The key question is whether there is really any need for the IMF. It was created after World War II to help manage an international monetary system based on fixed exchange rates. But this regime completely collapsed in 1971. Since then, the world's major currencies have floated, adjusting their exchange rates daily in response to changing market conditions. Hence, the fundamental reason for the IMF's existence disappeared some 28 years ago.

But like all good bureaucracies, the IMF did not go away simply because it no longer had a job to do. It found a new job helping developing countries deal with their debt problems. However, this was a job the IMF was never really equipped to handle. As with domestic debt problems, what the international debt problem has always needed is some sort of bankruptcy court, where lenders and creditors could work out an enforceable arrangement. Since no such court existed and since the IMF was not set up institutionally to fulfill that function, it instead ended up bailing out debtors rather than liquidating them.

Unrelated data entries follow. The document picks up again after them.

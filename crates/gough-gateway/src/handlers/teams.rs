//! Team, membership, and resource assignment management.

use std::collections::BTreeSet;
use std::sync::Arc;

use axum::extract::{Path, State};
use axum::http::StatusCode;
use axum::Json;
use chrono::Utc;
use serde::{Deserialize, Serialize};

use gough_core::{TeamId, UserId};
use gough_store::{ResourceAssignment, Store, Team, TeamMembership, TeamRole};

use crate::auth::{AuthUser, RequestContext};
use crate::error::ApiError;
use crate::handlers::{envelope, Envelope};
use crate::state::GatewayState;

fn team_admin_or_global<S: Store>(
    state: &GatewayState<S>,
    caller: &AuthUser,
    team_id: &TeamId,
) -> Result<(), ApiError> {
    if caller.is_admin {
        return Ok(());
    }
    let membership = state
        .store
        .get_membership(team_id, &caller.user_id)
        .map_err(|e| ApiError::Internal(e.to_string()))?;
    match membership {
        Some(m) if matches!(m.role, TeamRole::Owner | TeamRole::Admin) => Ok(()),
        _ => Err(ApiError::Forbidden),
    }
}

#[derive(Debug, Serialize)]
pub(crate) struct TeamView {
    id: TeamId,
    name: String,
    description: String,
    active: bool,
}

#[derive(Debug, Serialize)]
pub(crate) struct TeamList {
    teams: Vec<TeamView>,
}

/// `GET /api/v1/teams`: admins see all teams, others their own.
pub async fn list<S: Store + 'static>(
    State(state): State<Arc<GatewayState<S>>>,
    ctx: RequestContext,
    caller: AuthUser,
) -> Result<Json<Envelope<TeamList>>, ApiError> {
    let teams = if caller.is_admin {
        state
            .store
            .list_teams()
            .map_err(|e| ApiError::Internal(e.to_string()))?
    } else {
        let memberships = state
            .store
            .list_memberships_by_user(&caller.user_id)
            .map_err(|e| ApiError::Internal(e.to_string()))?;
        let mut teams = Vec::with_capacity(memberships.len());
        for membership in memberships {
            if let Some(team) = state
                .store
                .get_team(&membership.team_id)
                .map_err(|e| ApiError::Internal(e.to_string()))?
            {
                teams.push(team);
            }
        }
        teams
    };

    let teams = teams
        .into_iter()
        .map(|t| TeamView {
            id: t.id,
            name: t.name,
            description: t.description,
            active: t.active,
        })
        .collect();
    Ok(envelope(&ctx, TeamList { teams }))
}

#[derive(Debug, Deserialize)]
pub(crate) struct CreateTeamRequest {
    name: String,
    #[serde(default)]
    description: String,
}

/// `POST /api/v1/teams`: the creator becomes the team's owner.
pub async fn create<S: Store + 'static>(
    State(state): State<Arc<GatewayState<S>>>,
    ctx: RequestContext,
    caller: AuthUser,
    Json(request): Json<CreateTeamRequest>,
) -> Result<(StatusCode, Json<Envelope<TeamView>>), ApiError> {
    if request.name.trim().is_empty() {
        return Err(ApiError::BadRequest("team name is required".into()));
    }

    let team = Team {
        id: TeamId::generate(),
        name: request.name,
        description: request.description,
        created_by: caller.user_id,
        active: true,
        created_at: Utc::now(),
    };
    state
        .store
        .put_team(&team)
        .map_err(|e| ApiError::Internal(e.to_string()))?;
    state
        .store
        .put_membership(&TeamMembership {
            team_id: team.id,
            user_id: caller.user_id,
            role: TeamRole::Owner,
            created_at: Utc::now(),
        })
        .map_err(|e| ApiError::Internal(e.to_string()))?;

    state.auditor.record(
        &format!("user:{}", caller.user_id),
        "team.create",
        "team",
        &team.name,
        "success",
        serde_json::Value::Null,
        &ctx.request_id,
    );

    Ok((
        StatusCode::CREATED,
        envelope(
            &ctx,
            TeamView {
                id: team.id,
                name: team.name,
                description: team.description,
                active: team.active,
            },
        ),
    ))
}

#[derive(Debug, Serialize)]
pub(crate) struct MemberView {
    user_id: UserId,
    role: TeamRole,
}

#[derive(Debug, Serialize)]
pub(crate) struct MemberList {
    members: Vec<MemberView>,
}

/// `GET /api/v1/teams/{id}/members`
pub async fn list_members<S: Store + 'static>(
    State(state): State<Arc<GatewayState<S>>>,
    ctx: RequestContext,
    caller: AuthUser,
    Path(team_id): Path<TeamId>,
) -> Result<Json<Envelope<MemberList>>, ApiError> {
    if !caller.is_admin {
        state
            .store
            .get_membership(&team_id, &caller.user_id)
            .map_err(|e| ApiError::Internal(e.to_string()))?
            .ok_or(ApiError::Forbidden)?;
    }

    let members = state
        .store
        .list_memberships_by_team(&team_id)
        .map_err(|e| ApiError::Internal(e.to_string()))?
        .into_iter()
        .map(|m| MemberView {
            user_id: m.user_id,
            role: m.role,
        })
        .collect();
    Ok(envelope(&ctx, MemberList { members }))
}

#[derive(Debug, Deserialize)]
pub(crate) struct PutMemberRequest {
    user_id: UserId,
    role: TeamRole,
}

/// `PUT /api/v1/teams/{id}/members`
pub async fn put_member<S: Store + 'static>(
    State(state): State<Arc<GatewayState<S>>>,
    ctx: RequestContext,
    caller: AuthUser,
    Path(team_id): Path<TeamId>,
    Json(request): Json<PutMemberRequest>,
) -> Result<Json<Envelope<MemberView>>, ApiError> {
    team_admin_or_global(&state, &caller, &team_id)?;

    state
        .store
        .get_user(&request.user_id)
        .map_err(|e| ApiError::Internal(e.to_string()))?
        .ok_or_else(|| ApiError::NotFound(format!("user {}", request.user_id)))?;

    // Demoting the last owner would orphan the team.
    if request.role != TeamRole::Owner {
        let is_demotion = state
            .store
            .get_membership(&team_id, &request.user_id)
            .map_err(|e| ApiError::Internal(e.to_string()))?
            .is_some_and(|m| m.role == TeamRole::Owner);
        if is_demotion && count_owners(&state, &team_id)? <= 1 {
            return Err(ApiError::Conflict("team must keep at least one owner".into()));
        }
    }

    state
        .store
        .put_membership(&TeamMembership {
            team_id,
            user_id: request.user_id,
            role: request.role,
            created_at: Utc::now(),
        })
        .map_err(|e| ApiError::Internal(e.to_string()))?;

    state.auditor.record(
        &format!("user:{}", caller.user_id),
        "team.member.put",
        "team",
        &team_id.to_string(),
        "success",
        serde_json::json!({"member": request.user_id, "role": request.role}),
        &ctx.request_id,
    );

    Ok(envelope(
        &ctx,
        MemberView {
            user_id: request.user_id,
            role: request.role,
        },
    ))
}

/// `DELETE /api/v1/teams/{id}/members/{user_id}`
pub async fn delete_member<S: Store + 'static>(
    State(state): State<Arc<GatewayState<S>>>,
    ctx: RequestContext,
    caller: AuthUser,
    Path((team_id, user_id)): Path<(TeamId, UserId)>,
) -> Result<Json<Envelope<MemberList>>, ApiError> {
    team_admin_or_global(&state, &caller, &team_id)?;

    let membership = state
        .store
        .get_membership(&team_id, &user_id)
        .map_err(|e| ApiError::Internal(e.to_string()))?
        .ok_or_else(|| ApiError::NotFound("membership".into()))?;

    if membership.role == TeamRole::Owner && count_owners(&state, &team_id)? <= 1 {
        return Err(ApiError::Conflict("team must keep at least one owner".into()));
    }

    state
        .store
        .delete_membership(&team_id, &user_id)
        .map_err(|e| ApiError::Internal(e.to_string()))?;

    list_members(State(state), ctx, caller, Path(team_id)).await
}

fn count_owners<S: Store>(state: &GatewayState<S>, team_id: &TeamId) -> Result<usize, ApiError> {
    Ok(state
        .store
        .list_memberships_by_team(team_id)
        .map_err(|e| ApiError::Internal(e.to_string()))?
        .iter()
        .filter(|m| m.role == TeamRole::Owner)
        .count())
}

#[derive(Debug, Deserialize)]
pub(crate) struct PutAssignmentRequest {
    resource_type: String,
    resource_id: String,
    permissions: BTreeSet<String>,
    #[serde(default)]
    shell_principals: Vec<String>,
}

#[derive(Debug, Serialize)]
pub(crate) struct AssignmentView {
    resource_type: String,
    resource_id: String,
    permissions: BTreeSet<String>,
    shell_principals: Vec<String>,
}

/// `PUT /api/v1/teams/{id}/assignments`
pub async fn put_assignment<S: Store + 'static>(
    State(state): State<Arc<GatewayState<S>>>,
    ctx: RequestContext,
    caller: AuthUser,
    Path(team_id): Path<TeamId>,
    Json(request): Json<PutAssignmentRequest>,
) -> Result<Json<Envelope<AssignmentView>>, ApiError> {
    team_admin_or_global(&state, &caller, &team_id)?;

    if request.resource_type.contains('\0') || request.resource_id.contains('\0') {
        return Err(ApiError::BadRequest("invalid resource identifier".into()));
    }

    let assignment = ResourceAssignment {
        team_id,
        resource_type: request.resource_type.clone(),
        resource_id: request.resource_id.clone(),
        permissions: request.permissions.clone(),
        shell_principals: request.shell_principals.clone(),
        created_at: Utc::now(),
    };
    state
        .store
        .put_assignment(&assignment)
        .map_err(|e| ApiError::Internal(e.to_string()))?;

    state.auditor.record(
        &format!("user:{}", caller.user_id),
        "team.assignment.put",
        &request.resource_type,
        &request.resource_id,
        "success",
        serde_json::json!({"team_id": team_id, "permissions": request.permissions}),
        &ctx.request_id,
    );

    Ok(envelope(
        &ctx,
        AssignmentView {
            resource_type: request.resource_type,
            resource_id: request.resource_id,
            permissions: request.permissions,
            shell_principals: request.shell_principals,
        },
    ))
}

#[derive(Debug, Serialize)]
pub(crate) struct AssignmentList {
    assignments: Vec<AssignmentView>,
}

/// `GET /api/v1/teams/{id}/assignments`
pub async fn list_assignments<S: Store + 'static>(
    State(state): State<Arc<GatewayState<S>>>,
    ctx: RequestContext,
    caller: AuthUser,
    Path(team_id): Path<TeamId>,
) -> Result<Json<Envelope<AssignmentList>>, ApiError> {
    if !caller.is_admin {
        state
            .store
            .get_membership(&team_id, &caller.user_id)
            .map_err(|e| ApiError::Internal(e.to_string()))?
            .ok_or(ApiError::Forbidden)?;
    }

    let assignments = state
        .store
        .list_assignments_by_team(&team_id)
        .map_err(|e| ApiError::Internal(e.to_string()))?
        .into_iter()
        .map(|a| AssignmentView {
            resource_type: a.resource_type,
            resource_id: a.resource_id,
            permissions: a.permissions,
            shell_principals: a.shell_principals,
        })
        .collect();
    Ok(envelope(&ctx, AssignmentList { assignments }))
}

The IMF's bail-out policy never got at the roots of the debt problem, but only papered over them. In the process, it created a new problem as international investors began expecting IMF bailouts whenever a country got in over its head. Banks were lending money that they never would have lent except with the expectation of an IMF bailout. Thus the IMF in effect created the very problem it was trying to cure.

Although Congress refused to grapple with this moral hazard problem last year and simply threw more money at the IMF without demanding fundamental reforms, a number of economists have continued to look at the issue. Most recently, the Federal Reserve Bank of Minneapolis devoted its entire 1998 annual report to a review of the IMF's policies. It concludes that the IMF should cease lending money because it only exacerbates the problems it is trying to fix.

The problem, the report argues, is that the IMF is trying to be something it cannot be: a lender of last resort. In individual countries, the central bank fulfills this function, injecting reserves into the banking system whenever there is danger of a systemwide collapse. But the central bank is not supposed to bail-out individual banks. The IMF doesn't have the resources to fulfill the function of an international lender of last resort and can only aid specific countries and governments. As a result, the report concludes:

"The IMF's policies generate rampant moral hazard so that they may actually increase the likelihood that countries get into financial difficulties. In this sense, the IMF's activities are harmful."

At present the Asian financial crisis seems to be largely over. But sooner or later there will be another, requiring billions more taxpayer dollars. That is why now is the time for a serious reevaluation of the role and function of the IMF. By the time the next crisis arrives it will be too late.